Goal of the exercise.
Restate word for word the lines of the records below, starting at the line that contains "and the dashboard" and ending at the line that contains "pub fn slug(&self)", with both of those lines included and nothing else.

Data extracted from a collection

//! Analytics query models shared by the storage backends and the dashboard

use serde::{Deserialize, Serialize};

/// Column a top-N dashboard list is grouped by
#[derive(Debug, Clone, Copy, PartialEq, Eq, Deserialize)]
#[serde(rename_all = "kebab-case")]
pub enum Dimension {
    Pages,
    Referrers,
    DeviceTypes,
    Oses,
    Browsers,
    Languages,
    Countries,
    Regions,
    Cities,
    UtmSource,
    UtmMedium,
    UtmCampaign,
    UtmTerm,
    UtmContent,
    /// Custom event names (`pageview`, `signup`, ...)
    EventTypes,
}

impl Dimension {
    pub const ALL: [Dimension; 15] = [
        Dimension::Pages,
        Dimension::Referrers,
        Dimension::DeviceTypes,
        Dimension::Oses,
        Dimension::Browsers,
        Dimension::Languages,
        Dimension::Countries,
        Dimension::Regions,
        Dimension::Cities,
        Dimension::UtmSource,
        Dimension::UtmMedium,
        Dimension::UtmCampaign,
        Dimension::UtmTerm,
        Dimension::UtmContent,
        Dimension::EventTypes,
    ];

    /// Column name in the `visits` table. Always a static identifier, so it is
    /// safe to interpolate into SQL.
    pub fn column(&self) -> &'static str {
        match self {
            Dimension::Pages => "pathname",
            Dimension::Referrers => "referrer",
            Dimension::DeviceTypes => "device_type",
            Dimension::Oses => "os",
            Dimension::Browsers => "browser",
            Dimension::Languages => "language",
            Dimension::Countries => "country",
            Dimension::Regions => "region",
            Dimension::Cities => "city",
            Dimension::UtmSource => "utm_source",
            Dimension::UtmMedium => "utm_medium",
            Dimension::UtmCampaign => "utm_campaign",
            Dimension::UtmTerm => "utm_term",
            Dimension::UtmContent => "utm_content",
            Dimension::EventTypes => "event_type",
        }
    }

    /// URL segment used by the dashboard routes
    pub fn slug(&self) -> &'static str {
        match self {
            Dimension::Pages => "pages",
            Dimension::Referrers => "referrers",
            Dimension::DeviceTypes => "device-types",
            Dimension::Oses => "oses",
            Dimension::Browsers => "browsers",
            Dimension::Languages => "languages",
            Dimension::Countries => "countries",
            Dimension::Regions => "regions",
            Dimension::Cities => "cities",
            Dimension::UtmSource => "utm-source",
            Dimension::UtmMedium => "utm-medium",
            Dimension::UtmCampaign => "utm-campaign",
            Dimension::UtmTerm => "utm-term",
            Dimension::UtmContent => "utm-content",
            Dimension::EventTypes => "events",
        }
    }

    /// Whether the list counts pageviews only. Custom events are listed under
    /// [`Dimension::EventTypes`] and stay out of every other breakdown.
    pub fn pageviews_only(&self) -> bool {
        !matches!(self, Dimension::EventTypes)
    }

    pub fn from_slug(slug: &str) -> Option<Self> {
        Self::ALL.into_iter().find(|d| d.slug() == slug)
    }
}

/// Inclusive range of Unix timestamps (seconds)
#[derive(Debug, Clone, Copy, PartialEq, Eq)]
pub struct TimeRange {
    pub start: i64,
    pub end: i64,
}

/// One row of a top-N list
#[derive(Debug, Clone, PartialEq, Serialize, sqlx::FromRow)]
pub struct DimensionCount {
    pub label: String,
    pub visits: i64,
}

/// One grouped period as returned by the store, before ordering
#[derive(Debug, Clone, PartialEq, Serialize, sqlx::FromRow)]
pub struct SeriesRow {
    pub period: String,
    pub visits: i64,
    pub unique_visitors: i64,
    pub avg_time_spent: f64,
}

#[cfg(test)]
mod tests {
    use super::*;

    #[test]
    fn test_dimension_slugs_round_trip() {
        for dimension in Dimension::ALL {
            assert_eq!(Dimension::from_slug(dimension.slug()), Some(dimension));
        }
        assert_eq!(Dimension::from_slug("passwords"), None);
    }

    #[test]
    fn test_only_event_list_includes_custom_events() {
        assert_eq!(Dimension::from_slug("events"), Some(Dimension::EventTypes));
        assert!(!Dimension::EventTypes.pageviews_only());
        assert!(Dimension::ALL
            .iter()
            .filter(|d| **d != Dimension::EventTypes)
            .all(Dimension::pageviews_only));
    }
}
* * *
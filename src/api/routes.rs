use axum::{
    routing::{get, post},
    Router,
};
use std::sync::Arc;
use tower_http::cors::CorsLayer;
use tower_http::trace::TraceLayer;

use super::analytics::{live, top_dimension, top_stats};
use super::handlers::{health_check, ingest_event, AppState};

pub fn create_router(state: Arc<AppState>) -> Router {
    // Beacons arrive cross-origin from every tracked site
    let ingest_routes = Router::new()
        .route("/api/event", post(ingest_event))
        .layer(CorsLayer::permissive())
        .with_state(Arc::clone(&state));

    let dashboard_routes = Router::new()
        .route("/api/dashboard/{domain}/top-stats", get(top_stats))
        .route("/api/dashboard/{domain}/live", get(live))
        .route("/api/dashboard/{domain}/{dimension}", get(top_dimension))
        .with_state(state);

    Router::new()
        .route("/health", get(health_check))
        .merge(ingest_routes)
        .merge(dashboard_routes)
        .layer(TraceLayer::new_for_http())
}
---
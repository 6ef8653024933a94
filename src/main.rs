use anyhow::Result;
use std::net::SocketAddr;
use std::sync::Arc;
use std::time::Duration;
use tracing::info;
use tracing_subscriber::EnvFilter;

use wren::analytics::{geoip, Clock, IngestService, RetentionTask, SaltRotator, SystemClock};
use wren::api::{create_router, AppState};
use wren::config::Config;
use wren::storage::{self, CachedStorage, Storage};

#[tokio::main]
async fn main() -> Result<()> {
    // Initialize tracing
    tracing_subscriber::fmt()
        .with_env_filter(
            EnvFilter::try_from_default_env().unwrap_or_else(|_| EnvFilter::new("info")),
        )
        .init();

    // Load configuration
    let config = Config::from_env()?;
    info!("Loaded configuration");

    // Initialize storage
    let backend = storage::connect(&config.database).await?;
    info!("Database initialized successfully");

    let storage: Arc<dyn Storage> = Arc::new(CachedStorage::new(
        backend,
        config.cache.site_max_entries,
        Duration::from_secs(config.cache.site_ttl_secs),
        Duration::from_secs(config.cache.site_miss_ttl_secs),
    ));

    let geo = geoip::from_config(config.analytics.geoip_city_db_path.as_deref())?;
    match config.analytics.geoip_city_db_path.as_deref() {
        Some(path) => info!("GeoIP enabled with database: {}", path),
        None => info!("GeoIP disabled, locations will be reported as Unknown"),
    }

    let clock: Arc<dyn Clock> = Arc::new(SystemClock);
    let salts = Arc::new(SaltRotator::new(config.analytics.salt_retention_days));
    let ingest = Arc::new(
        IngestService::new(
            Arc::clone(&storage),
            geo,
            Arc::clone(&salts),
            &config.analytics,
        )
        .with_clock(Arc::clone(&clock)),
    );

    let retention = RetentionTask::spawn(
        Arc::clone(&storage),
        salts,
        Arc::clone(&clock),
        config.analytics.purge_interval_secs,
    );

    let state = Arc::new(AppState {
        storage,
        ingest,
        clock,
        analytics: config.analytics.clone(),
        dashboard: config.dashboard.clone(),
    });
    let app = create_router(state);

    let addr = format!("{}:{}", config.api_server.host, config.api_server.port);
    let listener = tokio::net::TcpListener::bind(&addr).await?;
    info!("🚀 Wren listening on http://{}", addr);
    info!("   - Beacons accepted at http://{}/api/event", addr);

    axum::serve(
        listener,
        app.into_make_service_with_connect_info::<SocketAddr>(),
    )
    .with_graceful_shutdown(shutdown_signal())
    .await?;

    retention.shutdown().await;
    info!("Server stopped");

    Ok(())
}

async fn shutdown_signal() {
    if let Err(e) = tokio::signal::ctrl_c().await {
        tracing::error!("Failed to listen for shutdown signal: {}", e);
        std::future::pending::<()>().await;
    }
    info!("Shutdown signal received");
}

Response to this exercise.
//! Analytics query models shared by the storage backends and the dashboard

use serde::{Deserialize, Serialize};

/// Column a top-N dashboard list is grouped by
#[derive(Debug, Clone, Copy, PartialEq, Eq, Deserialize)]
#[serde(rename_all = "kebab-case")]
pub enum Dimension {
    Pages,
    Referrers,
    DeviceTypes,
    Oses,
    Browsers,
    Languages,
    Countries,
    Regions,
    Cities,
    UtmSource,
    UtmMedium,
    UtmCampaign,
    UtmTerm,
    UtmContent,
    /// Custom event names (`pageview`, `signup`, ...)
    EventTypes,
}

impl Dimension {
    pub const ALL: [Dimension; 15] = [
        Dimension::Pages,
        Dimension::Referrers,
        Dimension::DeviceTypes,
        Dimension::Oses,
        Dimension::Browsers,
        Dimension::Languages,
        Dimension::Countries,
        Dimension::Regions,
        Dimension::Cities,
        Dimension::UtmSource,
        Dimension::UtmMedium,
        Dimension::UtmCampaign,
        Dimension::UtmTerm,
        Dimension::UtmContent,
        Dimension::EventTypes,
    ];

    /// Column name in the `visits` table. Always a static identifier, so it is
    /// safe to interpolate into SQL.
    pub fn column(&self) -> &'static str {
        match self {
            Dimension::Pages => "pathname",
            Dimension::Referrers => "referrer",
            Dimension::DeviceTypes => "device_type",
            Dimension::Oses => "os",
            Dimension::Browsers => "browser",
            Dimension::Languages => "language",
            Dimension::Countries => "country",
            Dimension::Regions => "region",
            Dimension::Cities => "city",
            Dimension::UtmSource => "utm_source",
            Dimension::UtmMedium => "utm_medium",
            Dimension::UtmCampaign => "utm_campaign",
            Dimension::UtmTerm => "utm_term",
            Dimension::UtmContent => "utm_content",
            Dimension::EventTypes => "event_type",
        }
    }

    /// URL segment used by the dashboard routes
    pub fn slug(&self) -> &'static str {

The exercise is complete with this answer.